Daily Life
3
min read
January 4, 2021
At every stage of life we’re forced to make decisions that drastically affect our futures. Of course, we also experience things no one can predict, forcing us to reconsider our plans. Some of these events are negative and some are positive, but they all have one thing in common: they are bound to impact you financially in one way or another. Your fiduciary financial advisor can help you plan for and navigate these changes.
The more you are able to plan financially, the better situated you will be to respond to life’s surprises.
Some of the most common life events you’d think of include marriages, births, and deaths. But as demonstrated recently by the global pandemic, there are also completely unpredictable events that can’t be avoided and will greatly interfere with our plans. How can you plan financially for the unexpected curveballs life will inevitably throw your way?
Start by saving your money.
First, create an emergency fund by setting a little bit aside monthly or annually. Over time, it’s best to build this fund up to a point where it would cover three to six months of your current expenses. This gives you some breathing room in the event of an unexpected loss of income, injury, or other catastrophe. It’s always a good time to start building up a fund like this.

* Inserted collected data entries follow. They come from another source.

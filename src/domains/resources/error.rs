//! Resource-specific error types.

use std::path::PathBuf;
use thiserror::Error;

use crate::core::security::PathSecurityError;

/// Errors that can occur during resource operations.
#[derive(Debug, Error)]
pub enum ResourceError {
    /// The requested URI is missing or not present in the index.
    #[error("Resource not found")]
    NotFound { uri: String },

    /// The backing file resolves outside the content root or breaks the
    /// symlink policy.
    #[error("Access denied: {0}")]
    AccessDenied(String),

    /// The content root could not be opened.
    #[error("Content root {path:?} unavailable: {source}")]
    RootUnavailable {
        path: PathBuf,
        #[source]
        source: std::io::Error,
    },

    /// An I/O error occurred while reading the backing file.
    #[error("{0}")]
    Io(#[from] std::io::Error),

    /// A background task failed before producing a result.
    #[error("Internal error: {0}")]
    Internal(String),
}

impl ResourceError {
    /// Create a new "not found" error.
    pub fn not_found(uri: impl Into<String>) -> Self {
        Self::NotFound { uri: uri.into() }
    }

    /// Create a new "access denied" error.
    pub fn access_denied(msg: impl Into<String>) -> Self {
        Self::AccessDenied(msg.into())
    }

    /// Create a new "internal" error.
    pub fn internal(msg: impl Into<String>) -> Self {
        Self::Internal(msg.into())
    }

    /// Create a new "root unavailable" error.
    pub fn root_unavailable(path: impl Into<PathBuf>, source: std::io::Error) -> Self {
        Self::RootUnavailable {
            path: path.into(),
            source,
        }
    }
}

impl From<PathSecurityError> for ResourceError {
    fn from(err: PathSecurityError) -> Self {
        match err {
            PathSecurityError::Io { error, .. } => Self::Io(error),
            other => Self::access_denied(other.to_string()),
        }
    }
}
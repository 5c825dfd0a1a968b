//! Resources domain module.
//!
//! Resources are the markdown documents found under the content root. Each
//! category subdirectory contributes its `*.md` files, addressed by URI.
//!
//! ## Architecture
//!
//! - `index.rs` - Startup scan building the immutable URI index
//! - `service.rs` - Listing and reading against the index
//! - `error.rs` - Resource-specific error types

mod error;
mod index;
mod service;

pub use error::ResourceError;
pub use index::{MARKDOWN_MIME_TYPE, ResourceEntry, ResourceIndex};
pub use service::{ListResourcesResult, ReadResourceResult, ResourceContents, ResourceService};
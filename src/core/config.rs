//! Configuration management for the MCP server.
//!
//! This module provides a centralized configuration structure that can be
//! populated from environment variables, a `.env` file, or defaults.

use super::transport::TransportConfig;
use serde::{Deserialize, Serialize};
use std::path::{Path, PathBuf};
use tracing::{info, warn};

/// Default URI prefix for indexed resources.
pub const DEFAULT_URI_PREFIX: &str = "tsunami://context";

/// Name of the content directory expected next to the executable.
const CONTENT_DIR_NAME: &str = "context";

/// Main configuration structure for the MCP server.
#[derive(Debug, Clone, Serialize, Deserialize)]
pub struct Config {
    /// Server identification and metadata.
    pub server: ServerConfig,

    /// Resources domain configuration.
    pub resources: ResourcesConfig,

    /// Logging configuration.
    pub logging: LoggingConfig,

    /// Transport configuration.
    pub transport: TransportConfig,

    /// Security and path validation configuration.
    pub security: SecurityConfig,
}

/// Server identification configuration.
#[derive(Debug, Clone, Serialize, Deserialize)]
pub struct ServerConfig {
    /// The name of the server as reported to clients.
    pub name: String,

    /// The version of the server.
    pub version: String,
}

/// Configuration for the resources domain.
#[derive(Debug, Clone, Serialize, Deserialize)]
pub struct ResourcesConfig {
    /// Directory whose subdirectories are the resource categories.
    pub content_root: PathBuf,

    /// Prefix placed before `<category>/<path>` in every resource URI.
    pub uri_prefix: String,

    /// Index markdown files in nested folders of a category as well.
    pub recursive: bool,
}

/// Logging configuration.
#[derive(Debug, Clone, Serialize, Deserialize)]
pub struct LoggingConfig {
    /// Log level filter (e.g., "info", "debug", "trace").
    pub level: String,

    /// Whether to include timestamps in log output.
    pub with_timestamps: bool,
}

/// Configuration for security and path validation.
#[derive(Debug, Clone, Serialize, Deserialize)]
pub struct SecurityConfig {
    /// Whether symlinks inside the content root are followed.
    /// Symlinks resolving outside the content root are always rejected.
    pub allow_symlinks: bool,
}

impl Default for ResourcesConfig {
    fn default() -> Self {
        Self {
            content_root: default_content_root(),
            uri_prefix: DEFAULT_URI_PREFIX.to_string(),
            recursive: false,
        }
    }
}

impl ResourcesConfig {
    /// Create a resources config rooted at `content_root` with default options.
    pub fn with_root(content_root: impl Into<PathBuf>) -> Self {
        Self {
            content_root: content_root.into(),
            ..Default::default()
        }
    }
}

impl Default for SecurityConfig {
    fn default() -> Self {
        Self {
            allow_symlinks: true,
        }
    }
}

impl Default for Config {
    fn default() -> Self {
        Self {
            server: ServerConfig {
                name: "tsunami-context".to_string(),
                version: env!("CARGO_PKG_VERSION").to_string(),
            },
            resources: ResourcesConfig::default(),
            logging: LoggingConfig {
                level: "info".to_string(),
                with_timestamps: true,
            },
            transport: TransportConfig::default(),
            security: SecurityConfig::default(),
        }
    }
}

/// The content root shipped alongside the installed binary.
///
/// Falls back to `./context` when the executable location is unknown.
fn default_content_root() -> PathBuf {
    std::env::current_exe()
        .ok()
        .as_deref()
        .and_then(Path::parent)
        .map(|dir| dir.join(CONTENT_DIR_NAME))
        .unwrap_or_else(|| PathBuf::from(CONTENT_DIR_NAME))
}

/// Parse a boolean flag the way the env loader accepts it.
fn parse_flag(value: &str) -> Option<bool> {
    match value.trim().to_lowercase().as_str() {
        "1" | "true" | "yes" | "on" => Some(true),
        "0" | "false" | "no" | "off" => Some(false),
        _ => None,
    }
}

impl Config {
    /// Load configuration from environment variables.
    ///
    /// Environment variables are expected to be prefixed with `MCP_`.
    /// For example: `MCP_SERVER_NAME`, `MCP_CONTENT_ROOT`.
    pub fn from_env() -> Self {
        dotenvy::dotenv().ok();

        let mut config = Self::default();

        if let Ok(name) = std::env::var("MCP_SERVER_NAME") {
            config.server.name = name;
        }

        if let Ok(level) = std::env::var("MCP_LOG_LEVEL") {
            config.logging.level = level;
        }

        if let Ok(value) = std::env::var("MCP_LOG_TIMESTAMPS") {
            config.logging.with_timestamps = parse_flag(&value).unwrap_or(true);
        }

        if let Ok(root) = std::env::var("MCP_CONTENT_ROOT") {
            config.resources.content_root = PathBuf::from(root);
            info!(
                "Content root set from environment: {:?}",
                config.resources.content_root
            );
        }

        if let Ok(prefix) = std::env::var("MCP_URI_PREFIX") {
            config.resources.uri_prefix = prefix.trim_end_matches('/').to_string();
        }

        if let Ok(value) = std::env::var("MCP_RECURSIVE") {
            match parse_flag(&value) {
                Some(recursive) => config.resources.recursive = recursive,
                None => warn!("Ignoring invalid MCP_RECURSIVE value: {}", value),
            }
        }

        // Load transport configuration from environment
        config.transport = TransportConfig::from_env();

        if let Ok(value) = std::env::var("MCP_ALLOW_SYMLINKS") {
            config.security.allow_symlinks = parse_flag(&value).unwrap_or(true);
            info!("Symlinks allowed: {}", config.security.allow_symlinks);
        }

        config
    }
}
// Security module for path confinement
//
// Resource files are only ever served from inside the configured content
// root. Every backing path is canonicalized and checked against the
// canonical root, both when the index is built and again on each read.

pub mod path_validator;

pub use path_validator::{PathSecurityError, validate_path};
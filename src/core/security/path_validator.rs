use std::io;
use std::path::{Path, PathBuf};

/// Errors that can occur during path validation
#[derive(Debug, thiserror::Error)]
pub enum PathSecurityError {
    #[error("Path '{path}' is outside allowed root directory '{root}'")]
    OutsideRootDirectory { path: PathBuf, root: PathBuf },

    #[error("Symlink '{path}' points outside allowed root directory")]
    SymlinkOutsideRoot { path: PathBuf },

    #[error("Symlink '{path}' rejected: symlinks are disabled")]
    SymlinkNotAllowed { path: PathBuf },

    #[error("{error}")]
    Io {
        path: PathBuf,
        #[source]
        error: io::Error,
    },
}

impl PathSecurityError {
    /// Whether the failure came from the filesystem rather than from policy.
    pub fn is_io(&self) -> bool {
        matches!(self, Self::Io { .. })
    }
}

/// Validates that `input_path` resolves to a location inside `root`.
///
/// This function performs the following checks:
/// 1. Rejects symlinks outright when `allow_symlinks` is false
/// 2. Canonicalizes the input path to resolve `.`, `..`, and symlinks
/// 3. Ensures the canonical path is within the canonical root
///
/// # Returns
///
/// * `Ok(PathBuf)` - The canonicalized, validated path
/// * `Err(PathSecurityError)` - If validation fails
///
/// # Examples
///
/// ```rust,ignore
/// let safe = validate_path(&root.join("00_CORE/INDEX.md"), &root, true)?;
/// ```
pub fn validate_path(
    input_path: &Path,
    root: &Path,
    allow_symlinks: bool,
) -> Result<PathBuf, PathSecurityError> {
    let canonical_root = root.canonicalize().map_err(|error| PathSecurityError::Io {
        path: root.to_path_buf(),
        error,
    })?;

    let metadata = input_path
        .symlink_metadata()
        .map_err(|error| PathSecurityError::Io {
            path: input_path.to_path_buf(),
            error,
        })?;
    let is_symlink = metadata.file_type().is_symlink();

    if is_symlink && !allow_symlinks {
        return Err(PathSecurityError::SymlinkNotAllowed {
            path: input_path.to_path_buf(),
        });
    }

    let canonical_path = input_path
        .canonicalize()
        .map_err(|error| PathSecurityError::Io {
            path: input_path.to_path_buf(),
            error,
        })?;

    if !is_within_root(&canonical_path, &canonical_root) {
        if is_symlink {
            return Err(PathSecurityError::SymlinkOutsideRoot {
                path: input_path.to_path_buf(),
            });
        }
        return Err(PathSecurityError::OutsideRootDirectory {
            path: canonical_path,
            root: canonical_root,
        });
    }

    Ok(canonical_path)
}

/// Checks if a path is within (or equal to) a root directory
fn is_within_root(path: &Path, root: &Path) -> bool {
    path.starts_with(root)
}
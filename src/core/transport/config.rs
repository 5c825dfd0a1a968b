//! Transport configuration types.

use serde::{Deserialize, Serialize};

/// Transport configuration options.
#[derive(Debug, Clone, Serialize, Deserialize)]
#[serde(tag = "type", rename_all = "lowercase")]
pub enum TransportConfig {
    /// Standard input/output transport (default for MCP).
    #[cfg(feature = "stdio")]
    Stdio,

    /// TCP socket transport with line-delimited JSON-RPC messages.
    #[cfg(feature = "tcp")]
    Tcp(TcpConfig),

    /// HTTP transport with JSON-RPC over POST.
    #[cfg(feature = "http")]
    Http(HttpConfig),
}

/// TCP transport configuration.
#[cfg(feature = "tcp")]
#[derive(Debug, Clone, Serialize, Deserialize)]
pub struct TcpConfig {
    /// Port number to listen on.
    pub port: u16,

    /// Host address to bind to.
    #[serde(default = "default_host")]
    pub host: String,
}

/// HTTP transport configuration.
#[cfg(feature = "http")]
#[derive(Debug, Clone, Serialize, Deserialize)]
pub struct HttpConfig {
    /// Port number to listen on.
    pub port: u16,

    /// Host address to bind to.
    #[serde(default = "default_host")]
    pub host: String,

    /// Path for JSON-RPC endpoint.
    #[serde(default = "default_rpc_path")]
    pub rpc_path: String,

    /// Enable CORS for browser clients.
    #[serde(default = "default_cors")]
    pub enable_cors: bool,
}

#[cfg(any(feature = "tcp", feature = "http"))]
fn default_host() -> String {
    "127.0.0.1".to_string()
}

#[cfg(feature = "http")]
fn default_rpc_path() -> String {
    "/mcp".to_string()
}

#[cfg(feature = "http")]
fn default_cors() -> bool {
    true
}

/// Read a port from the environment, keeping `fallback` when unset or invalid.
#[cfg(any(feature = "tcp", feature = "http"))]
fn env_port(name: &str, fallback: u16) -> u16 {
    std::env::var(name)
        .ok()
        .and_then(|p| p.parse().ok())
        .unwrap_or(fallback)
}

impl Default for TransportConfig {
    fn default() -> Self {
        #[cfg(feature = "stdio")]
        {
            return Self::Stdio;
        }

        #[cfg(all(not(feature = "stdio"), feature = "tcp"))]
        {
            return Self::Tcp(TcpConfig::default());
        }

        #[cfg(all(not(feature = "stdio"), not(feature = "tcp"), feature = "http"))]
        {
            return Self::Http(HttpConfig::default());
        }

        #[cfg(not(any(feature = "stdio", feature = "tcp", feature = "http")))]
        {
            compile_error!("At least one transport feature must be enabled: stdio, tcp, or http");
        }
    }
}

#[cfg(feature = "tcp")]
impl Default for TcpConfig {
    fn default() -> Self {
        Self {
            port: 3000,
            host: default_host(),
        }
    }
}

#[cfg(feature = "http")]
impl Default for HttpConfig {
    fn default() -> Self {
        Self {
            port: 8080,
            host: default_host(),
            rpc_path: default_rpc_path(),
            enable_cors: default_cors(),
        }
    }
}

impl TransportConfig {
    /// Load transport config from environment variables.
    ///
    /// `MCP_TRANSPORT` selects the transport; unknown or disabled values fall
    /// back to the default transport.
    pub fn from_env() -> Self {
        let transport = std::env::var("MCP_TRANSPORT")
            .unwrap_or_default()
            .to_lowercase();

        match transport.as_str() {
            #[cfg(feature = "tcp")]
            "tcp" => Self::Tcp(TcpConfig {
                port: env_port("MCP_TCP_PORT", 3000),
                host: std::env::var("MCP_TCP_HOST").unwrap_or_else(|_| default_host()),
            }),
            #[cfg(feature = "http")]
            "http" => Self::Http(HttpConfig {
                port: env_port("MCP_HTTP_PORT", 8080),
                host: std::env::var("MCP_HTTP_HOST").unwrap_or_else(|_| default_host()),
                rpc_path: std::env::var("MCP_HTTP_PATH").unwrap_or_else(|_| default_rpc_path()),
                enable_cors: std::env::var("MCP_HTTP_CORS")
                    .map(|v| v.to_lowercase() != "false" && v != "0")
                    .unwrap_or(true),
            }),
            _ => Self::default(),
        }
    }

    /// Get a description of this transport for logging.
    pub fn description(&self) -> String {
        match self {
            #[cfg(feature = "stdio")]
            Self::Stdio => "STDIO (standard MCP mode)".to_string(),
            #[cfg(feature = "tcp")]
            Self::Tcp(cfg) => format!("TCP on {}:{}", cfg.host, cfg.port),
            #[cfg(feature = "http")]
            Self::Http(cfg) => format!("HTTP on {}:{}{}", cfg.host, cfg.port, cfg.rpc_path),
        }
    }
}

A significant savings or investment portfolio will help you with perhaps the most obvious life change that we all expect to undergo: retirement. At whatever point you are ready to say goodbye to your daily job and spend the rest of your time with your family, you will be glad to have a sizable reserve of money set aside, ideally having increased through compounding interest over several decades.
However, these savings may also play an important role if an unexpected life change threatens to create long-term financial hardship for you and your family. A catastrophic injury may force you to miss years of employment; you may unexpectedly need to make adjustments to care for aging parents who can no longer live independently; or an unavoidable global event like the recent pandemic could interrupt your income. In all of these cases, a robust savings account and a trusted fiduciary financial advisor are powerful assets that can help you make it through safely.
Depending on your individual circumstances, you may want to buy a life insurance policy. There are numerous types of insurance policies designed to satisfy different needs and offer protection for various scenarios. This is definitely something to consider while young even if you don’t think you need insurance, because depending on the type of insurance you purchase, premiums tend to be far more affordable when you purchase them as a young, healthy adult. Additionally, we recommend you begin to think about and draft an estate plan. This plan will alleviate stress for everyone involved down the road when your estate needs to be settled.
Start taking control of the things you can’t control by creating a plan. Your fiduciary financial advisor is the best guide to help you assess your income, consider your expenses, and suggest strategies to prepare you and your family for whatever comes your way.